Vegetation zone shifts across all transects from baseline surveys (2014 – 2016) to 2023.
Code
toplo <- dat

cols <- function(n) {
  hues = seq(15, 375, length = n + 1)
  hcl(h = hues, l = 65, c = 100)[1:n]
}
levs <- levels(toplo$zonefct)
colin <- cols(length(levs))
names(colin) <- levs

ggplot(toplo,
            aes(x = sample, stratum = zonefct, alluvium = meter,
                y = 1, fill = zonefct, label = zonefct)) +
  geom_flow(stat = "alluvium", lode.guidance = "frontback") +
  geom_stratum() +
  scale_fill_manual(values = colin, limits = force) +
  facet_wrap(~site, scales = 'free_y') + 
  scale_x_discrete(expand = c(0.15, 0.15)) +
  theme_minimal() +
  theme(
    legend.position  = 'top', 
    panel.spacing.x = unit(1, 'lines'), 
    axis.text.y = element_blank(), 
    # axis.title.y = element_blank(),
    panel.grid = element_blank()
  ) +
  labs(
    x = NULL,
    fill = "Vegetation Zone",
    y = 'Relative change'
  )

Alluvial plots showing habitat shifts among vegetation zone types between baseline (2014 – 2016) and 2023 monitoring.

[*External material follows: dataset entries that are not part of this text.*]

impl<'a, K: DocumentKind> StoreReader<'a, K> {
    pub fn len(&self) -> usize {
        self.state.index.len()
    }

    pub fn is_empty(&self) -> bool {
        self.state.index.is_empty()
    }

    pub fn dimensions(&self) -> usize {
        self.state.index.dimensions()
    }

    pub fn record(&self, external_id: &str) -> Option<&DocumentRecord<K::Attributes>> {
        self.state.records.get(external_id)
    }

    /// Borrow the stored vector of a document.
    pub fn vector(&self, external_id: &str) -> Result<&[f32], StoreError> {
        let record = self.state.records.get(external_id).ok_or_else(|| StoreError::NotFound {
            kind: K::LABEL,
            id: external_id.to_string(),
        })?;
        self.state
            .index
            .row(record.position)
            .ok_or_else(|| {
                StoreError::from(IndexError::PositionNotFound {
                    position: record.position,
                    len: self.state.index.len(),
                })
            })
    }

    pub fn embedding(&self, external_id: &str) -> Result<Vec<f32>, StoreError> {
        let record = self.state.records.get(external_id).ok_or_else(|| StoreError::NotFound {
            kind: K::LABEL,
            id: external_id.to_string(),
        })?;
        Ok(self.state.index.reconstruct(record.position)?)
    }

    pub fn search_similar(
        &self,
        query: &[f32],
        k: usize,
    ) -> Result<Vec<SimilarDocument>, StoreError> {
        self.search_where(query, k, |_| true)
    }

    /// Top-k among the records accepted by `filter`.
    pub fn search_where<F>(
        &self,
        query: &[f32],
        k: usize,
        filter: F,
    ) -> Result<Vec<SimilarDocument>, StoreError>
    where
        F: Fn(&DocumentRecord<K::Attributes>) -> bool,
    {
        if self.state.index.is_empty() {
            log::debug!("No {} documents in index for similarity search", K::LABEL);
            return Ok(Vec::new());
        }

        let query = normalize(query)?;
        let ids = &self.state.ids_by_position;
        let hits = self.state.index.search_where(&query, k, |position| {
            self.state
                .records
                .get(&ids[position])
                .map(&filter)
                .unwrap_or(false)
        })?;

        Ok(hits
            .into_iter()
            .map(|hit| SimilarDocument {
                external_id: ids[hit.position].clone(),
                score: hit.score,
            })
            .collect())
    }

    /// Check that every stored vector is unit length.
    pub fn all_unit_norm(&self) -> bool {
        self.state
            .index
            .rows()
            .all(|row| (l2_norm(row) - 1.0).abs() <= UNIT_NORM_TOLERANCE)
    }
}

#[cfg(test)]
mod tests {
    use super::*;
    use crate::semantic::HashEncoder;

    fn open_store(dir: &Path) -> EmbeddingStore<Job> {
        let encoder: Arc<dyn Encoder> = Arc::new(HashEncoder::new(64).unwrap());
        EmbeddingStore::open(dir, encoder, StoreOptions::default())
    }

    #[test]
    fn test_open_empty_directory_is_fresh() {
        let tmp = tempfile::tempdir().unwrap();
        let store = open_store(tmp.path());

        assert_eq!(store.count().unwrap(), 0);
        assert_eq!(store.load().unwrap(), LoadOutcome::Fresh);
        assert_eq!(store.kind(), "jobs");
    }

    #[test]
    fn test_add_rejects_empty_id_and_text() {
        let tmp = tempfile::tempdir().unwrap();
        let store = open_store(tmp.path());

        assert!(matches!(
            store.add("  ", "Rust engineer", JobAttributes::default()),
            Err(StoreError::EmptyId)
        ));
        assert!(matches!(
            store.add("j1", " \n ", JobAttributes::default()),
            Err(StoreError::EmptyText)
        ));
        assert_eq!(store.count().unwrap(), 0);
    }

    #[test]
    fn test_add_records_model_and_position() {
        let tmp = tempfile::tempdir().unwrap();
        let store = open_store(tmp.path());

        let first = store.add("j1", "Rust engineer", JobAttributes::default()).unwrap();
        let second = store.add("j2", "Go engineer", JobAttributes::default()).unwrap();

        assert_eq!(first.position, 0);
        assert_eq!(second.position, 1);
        assert_eq!(first.embedding_model, "hash-v1-64");
        assert_eq!(store.list_ids().unwrap(), vec!["j1", "j2"]);
    }

    #[test]
    fn test_reader_reports_unit_norm() {
        let tmp = tempfile::tempdir().unwrap();
        let store = open_store(tmp.path());
        store.add("j1", "Rust engineer", JobAttributes::default()).unwrap();
        store.add("j2", "Data analyst, SQL", JobAttributes::default()).unwrap();

        let reader = store.reader().unwrap();
        assert_eq!(reader.len(), 2);
        assert!(reader.all_unit_norm());
    }

    #[test]
    fn test_consistency_check_flags_drift() {
        let mut state: StoreState<JobAttributes> = StoreState::empty(2);
        state.index.add(&[1.0, 0.0]).unwrap();

        assert!(matches!(
            state.check_consistency(),
            Err(StoreError::Inconsistent(_))
        ));
    }

    #[test]
    fn test_autosave_disabled_leaves_disk_untouched() {
        let tmp = tempfile::tempdir().unwrap();
        let encoder: Arc<dyn Encoder> = Arc::new(HashEncoder::new(64).unwrap());
        let store: EmbeddingStore<Job> = EmbeddingStore::open(
            tmp.path(),
            encoder,
            StoreOptions {
                autosave: false,
                ..Default::default()
            },
        );

        store.add("j1", "Rust engineer", JobAttributes::default()).unwrap();
        assert!(!store.storage().exists());

        store.save().unwrap();
        assert!(store.storage().exists());
    }
}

Alluvial plots showing habitat shifts among vegetation zone types between baseline (2014 – 2016) and 2023 monitoring.

References

Cavanaugh, Kyle C, James R Kellner, Alexander J Forde, Daniel S Gruner, John D Parker, Wilfrid Rodriguez, and Ilka C Feller. 2014. “Poleward Expansion of Mangroves Is a Threshold Response to Decreased Frequency of Extreme Cold Events.” Proceedings of the National Academy of Sciences 111 (2): 723–27. https://doi.org/10.1073/pnas.1315800111.
Sweet, William V, Benjamin D Hamlington, Robert E Kopp, Christopher P Weaver, Patrick L Barnard, David Bekaert, William Brooks, et al. 2022. “Global and Regional Sea Level Rise Scenarios for the United States: Updated Mean Projections and Extreme Weather Level Probabilities Along US Coastlines.” NOS 01. Silver Spring, MD: National Oceanic; Atmospheric Administration, National Ocean Service.